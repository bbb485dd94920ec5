//! Shared plumbing for handlers: caller resolution, access checks and
//! post-commit event publication.

use tracing::warn;

use crate::domain::access::{authorize, Actor, ClubFacts, Operation, Resource};
use crate::domain::foundation::{
    ClubId, CommandMetadata, DomainError, ErrorCode, EventEnvelope, SerializableDomainEvent,
    UserId,
};
use crate::domain::store::Document;
use crate::ports::EventPublisher;

/// Checks `operation` for the caller named in `metadata`.
///
/// Returns the caller's id. Public operations may return `None`.
pub(crate) fn authorize_caller(
    doc: &Document,
    metadata: &CommandMetadata,
    operation: Operation,
    resource: &Resource,
) -> Result<Option<UserId>, DomainError> {
    let actor = Actor::resolve(doc, metadata.user_id.as_ref());
    let decision = authorize(&actor, operation, resource);
    if decision.is_denied() {
        warn!(
            operation = decision.operation,
            actor = %decision.actor,
            resource = %decision.resource,
            reason = decision.denial_reason.as_deref().unwrap_or(""),
            "Access denied"
        );
    }
    decision.into_result()?;
    Ok(actor.id().cloned())
}

/// Like `authorize_caller` for operations that always need a signed-in caller.
pub(crate) fn authorize_signed_in(
    doc: &Document,
    metadata: &CommandMetadata,
    operation: Operation,
    resource: &Resource,
) -> Result<UserId, DomainError> {
    authorize_caller(doc, metadata, operation, resource)?
        .ok_or_else(|| DomainError::new(ErrorCode::Unauthorized, "Sign in to continue"))
}

/// Club-scoped access check.
pub(crate) fn authorize_for_club(
    doc: &Document,
    metadata: &CommandMetadata,
    operation: Operation,
    club_id: &ClubId,
) -> Result<UserId, DomainError> {
    let actor = Actor::resolve(doc, metadata.user_id.as_ref());
    let club = doc.require_club(club_id)?;
    let resource = Resource::Club(ClubFacts::of(doc, club, &actor));
    authorize_signed_in(doc, metadata, operation, &resource)
}

/// Events produced by one command, published once the document is saved.
pub(crate) struct PendingEvents {
    correlation_id: String,
    user_id: Option<String>,
    envelopes: Vec<EventEnvelope>,
}

impl PendingEvents {
    pub(crate) fn new(metadata: &CommandMetadata) -> Self {
        Self {
            correlation_id: metadata.correlation_id(),
            user_id: metadata.user_id.as_ref().map(UserId::to_string),
            envelopes: Vec::new(),
        }
    }

    pub(crate) fn record<E: SerializableDomainEvent>(&mut self, event: &E) {
        match event.to_envelope() {
            Ok(envelope) => {
                let envelope = envelope.with_correlation_id(self.correlation_id.clone());
                let envelope = match &self.user_id {
                    Some(user_id) => envelope.with_user_id(user_id.clone()),
                    None => envelope,
                };
                self.envelopes.push(envelope);
            }
            Err(err) => warn!(event_type = event.event_type(), error = %err, "Event dropped"),
        }
    }

    /// Publishes everything recorded. Failures are logged; the change they
    /// describe is already saved.
    pub(crate) async fn publish(self, publisher: &dyn EventPublisher) {
        let Self {
            correlation_id,
            envelopes,
            ..
        } = self;
        if envelopes.is_empty() {
            return;
        }
        let count = envelopes.len();
        if let Err(err) = publisher.publish_all(envelopes).await {
            warn!(
                correlation_id = %correlation_id,
                count,
                error = %err,
                "Event publication failed after commit"
            );
        }
    }
}

/// Records and publishes a single event.
pub(crate) async fn publish_event<E: SerializableDomainEvent>(
    publisher: &dyn EventPublisher,
    metadata: &CommandMetadata,
    event: &E,
) {
    let mut pending = PendingEvents::new(metadata);
    pending.record(event);
    pending.publish(publisher).await;
}
//! Application handlers.
//!
//! Command and query handlers that orchestrate domain operations. Commands
//! run inside `DomainStore::transact`; queries read one snapshot.

pub mod account;
pub mod admin;
pub mod club;
pub mod club_event;
pub mod dashboard;
pub mod membership;

mod support;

→ **Problem description**: The whole listing must be reproduced exactly. Do not skip a line.

→ **Answer to this exercise**:
repository bbb485dd94920ec5
//! Shared plumbing for handlers: caller resolution, access checks and
//! post-commit event publication.

use tracing::warn;

use crate::domain::access::{authorize, Actor, ClubFacts, Operation, Resource};
use crate::domain::foundation::{
    ClubId, CommandMetadata, DomainError, ErrorCode, EventEnvelope, SerializableDomainEvent,
    UserId,
};
use crate::domain::store::Document;
use crate::ports::EventPublisher;

/// Checks `operation` for the caller named in `metadata`.
///
/// Returns the caller's id. Public operations may return `None`.
pub(crate) fn authorize_caller(
    doc: &Document,
    metadata: &CommandMetadata,
    operation: Operation,
    resource: &Resource,
) -> Result<Option<UserId>, DomainError> {
    let actor = Actor::resolve(doc, metadata.user_id.as_ref());
    let decision = authorize(&actor, operation, resource);
    if decision.is_denied() {
        warn!(
            operation = decision.operation,
            actor = %decision.actor,
            resource = %decision.resource,
            reason = decision.denial_reason.as_deref().unwrap_or(""),
            "Access denied"
        );
    }
    decision.into_result()?;
    Ok(actor.id().cloned())
}

/// Like `authorize_caller` for operations that always need a signed-in caller.
pub(crate) fn authorize_signed_in(
    doc: &Document,
    metadata: &CommandMetadata,
    operation: Operation,
    resource: &Resource,
) -> Result<UserId, DomainError> {
    authorize_caller(doc, metadata, operation, resource)?
        .ok_or_else(|| DomainError::new(ErrorCode::Unauthorized, "Sign in to continue"))
}

/// Club-scoped access check.
pub(crate) fn authorize_for_club(
    doc: &Document,
    metadata: &CommandMetadata,
    operation: Operation,
    club_id: &ClubId,
) -> Result<UserId, DomainError> {
    let actor = Actor::resolve(doc, metadata.user_id.as_ref());
    let club = doc.require_club(club_id)?;
    let resource = Resource::Club(ClubFacts::of(doc, club, &actor));
    authorize_signed_in(doc, metadata, operation, &resource)
}

/// Events produced by one command, published once the document is saved.
pub(crate) struct PendingEvents {
    correlation_id: String,
    user_id: Option<String>,
    envelopes: Vec<EventEnvelope>,
}

impl PendingEvents {
    pub(crate) fn new(metadata: &CommandMetadata) -> Self {
        Self {
            correlation_id: metadata.correlation_id(),
            user_id: metadata.user_id.as_ref().map(UserId::to_string),
            envelopes: Vec::new(),
        }
    }

    pub(crate) fn record<E: SerializableDomainEvent>(&mut self, event: &E) {
        match event.to_envelope() {
            Ok(envelope) => {
                let envelope = envelope.with_correlation_id(self.correlation_id.clone());
                let envelope = match &self.user_id {
                    Some(user_id) => envelope.with_user_id(user_id.clone()),
                    None => envelope,
                };
                self.envelopes.push(envelope);
            }
            Err(err) => warn!(event_type = event.event_type(), error = %err, "Event dropped"),
        }
    }

    /// Publishes everything recorded. Failures are logged; the change they
    /// describe is already saved.
    pub(crate) async fn publish(self, publisher: &dyn EventPublisher) {
        let Self {
            correlation_id,
            envelopes,
            ..
        } = self;
        if envelopes.is_empty() {
            return;
        }
        let count = envelopes.len();
        if let Err(err) = publisher.publish_all(envelopes).await {
            warn!(
                correlation_id = %correlation_id,
                count,
                error = %err,
                "Event publication failed after commit"
            );
        }
    }
}

/// Records and publishes a single event.
pub(crate) async fn publish_event<E: SerializableDomainEvent>(
    publisher: &dyn EventPublisher,
    metadata: &CommandMetadata,
    event: &E,
) {
    let mut pending = PendingEvents::new(metadata);
    pending.record(event);
    pending.publish(publisher).await;
}
//! Application handlers.
//!
//! Command and query handlers that orchestrate domain operations. Commands
//! run inside `DomainStore::transact`; queries read one snapshot.

pub mod account;
pub mod admin;
pub mod club;
pub mod club_event;
pub mod dashboard;
pub mod membership;

mod support;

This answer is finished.